Joint receiver Nigel Ruddock told Caterer the failure of Blaidwood Limited, the Zen Group holding company which owned the restaurants, had arisen because of "activities going back a number of years, which have simply not been successful". "The principle one of these appears to have been Zen Cargo," he said.
The four restaurants in receivership are Zen Chelsea, ZENW3, Now & Zen and Zen Central. Mr Ruddock, corporate recovery partner at chartered accountants Robson Rhodes, was at pains to stress they had been trading profitably, with a combined turnover of £5.35m.
He said that by the end of last week he had received some 120 enquiries to buy the restaurants, which are to be sold as a group.

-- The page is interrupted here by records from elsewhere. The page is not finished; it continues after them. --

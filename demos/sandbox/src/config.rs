use glam::Vec2;
use physbox_engine::GameConfig;
use serde::de::Error as _;
use serde::{Deserialize, Serialize};

/// Tunables for the sandbox. Every field has a default, so a JSON document
/// only needs the keys it wants to change.
#[derive(Debug, Clone, PartialEq, Serialize, Deserialize)]
#[serde(default)]
pub struct SandboxConfig {
    pub tick_rate: f32,
    pub world_width: f32,
    pub world_height: f32,
    /// Y-down: positive y pulls toward the floor.
    pub gravity: Vec2,
    pub title: String,
    /// Spawn radius after start-up and after every reset.
    pub initial_radius: f32,
    /// The wheel can never shrink the radius below this.
    pub min_radius: f32,
    /// Text rasterized onto labeled boxes.
    pub label_text: String,
    /// Typing exactly this word flips the background and title.
    /// Its letters are the only ones the watermark accepts.
    pub target_word: String,
    /// End of the line tool relative to the click.
    pub segment_offset: Vec2,
}

impl Default for SandboxConfig {
    fn default() -> Self {
        Self {
            tick_rate: 60.0,
            world_width: 800.0,
            world_height: 600.0,
            gravity: Vec2::new(0.0, 900.0),
            title: "2D Physics Sandbox".into(),
            initial_radius: 25.0,
            min_radius: 5.0,
            label_text: "Pusat".into(),
            target_word: "QRKLY".into(),
            segment_offset: Vec2::new(50.0, 0.0),
        }
    }
}

impl SandboxConfig {
    /// Parse and validate a JSON document.
    pub fn from_json(json: &str) -> Result<Self, serde_json::Error> {
        let config: Self = serde_json::from_str(json)?;
        config.validate()?;
        Ok(config)
    }

    fn validate(&self) -> Result<(), serde_json::Error> {
        if !(self.tick_rate > 0.0) {
            return Err(serde_json::Error::custom("tick_rate must be positive"));
        }
        if !(self.min_radius > 3.0) {
            // Hollow circles cut a 3-unit ring out of the radius.
            return Err(serde_json::Error::custom("min_radius must be greater than 3"));
        }
        if self.initial_radius < self.min_radius {
            return Err(serde_json::Error::custom("initial_radius is below min_radius"));
        }
        if self.label_text.is_empty() {
            return Err(serde_json::Error::custom("label_text must not be empty"));
        }
        if self.segment_offset == Vec2::ZERO {
            return Err(serde_json::Error::custom("segment_offset must not be zero"));
        }
        if !self.target_word.chars().all(|c| c.is_ascii_uppercase()) {
            return Err(serde_json::Error::custom("target_word must be uppercase ASCII letters"));
        }
        Ok(())
    }

    /// Engine settings derived from this config.
    pub fn game_config(&self) -> GameConfig {
        GameConfig {
            tick_rate: self.tick_rate,
            world_width: self.world_width,
            world_height: self.world_height,
            gravity: self.gravity,
            title: self.title.clone(),
            ..GameConfig::default()
        }
    }
}

#[cfg(test)]
mod tests {
    use super::*;

    #[test]
    fn partial_json_keeps_defaults() {
        let config = SandboxConfig::from_json(r#"{ "initial_radius": 40.0, "gravity": [0.0, 300.0] }"#)
            .unwrap();
        assert_eq!(config.initial_radius, 40.0);
        assert_eq!(config.gravity, Vec2::new(0.0, 300.0));
        assert_eq!(config.min_radius, 5.0);
        assert_eq!(config.label_text, "Pusat");
    }

    #[test]
    fn empty_object_is_default() {
        assert_eq!(SandboxConfig::from_json("{}").unwrap(), SandboxConfig::default());
    }

    #[test]
    fn rejects_invalid_values() {
        assert!(SandboxConfig::from_json(r#"{ "min_radius": 2.0 }"#).is_err());
        assert!(SandboxConfig::from_json(r#"{ "initial_radius": 4.0 }"#).is_err());
        assert!(SandboxConfig::from_json(r#"{ "tick_rate": 0.0 }"#).is_err());
        assert!(SandboxConfig::from_json(r#"{ "target_word": "qrkly" }"#).is_err());
        assert!(SandboxConfig::from_json("[1, 2]").is_err());
    }

    #[test]
    fn game_config_carries_world_settings() {
        let config = SandboxConfig {
            tick_rate: 30.0,
            ..SandboxConfig::default()
        };
        let game = config.game_config();
        assert_eq!(game.tick_rate, 30.0);
        assert_eq!(game.gravity, Vec2::new(0.0, 900.0));
        assert_eq!(game.world_width, 800.0);
    }
}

Six further restaurants owned by other Zen Group companies are unaffected by the receiverships. These include the London restaurants Zoe (which opened on the site of the former Zen Cargo), Chopstix Xchange and Bonjour Vietnam, as well as two Zens in Hong Kong and one in Montreal.
Two other restaurants operate within Hilton properties, a Zen Teppanyaki at the Hilton National at East Midlands Airport, and a Zen at the Heathrow Hilton. A Hilton spokeswoman said the company's lawyers were trying to find out the position of the two restaurants in relation to the receiverships.
The Zen Group has had mixed fortunes since Mr Leung opened Zen Chelsea in 1983. Though several openings followed, in 1992 Zen Cargo went into liquidation just four months after opening, with debts of nearly £700,000.
Later that year Now & Zen went into liquidation after a £1.7m refurbishment, and its holding company, the Blaidwood Catering Company, sold it for £300,000 to Blaidwood Limited, the company now in receivership.
Mr Leung came under fire at that time for opening Bonjour Vietnam and Teppanyaki San while creditors from his other operations went unpaid.
Caterer tried to contact Mr Leung on several occasions, but he declined to comment.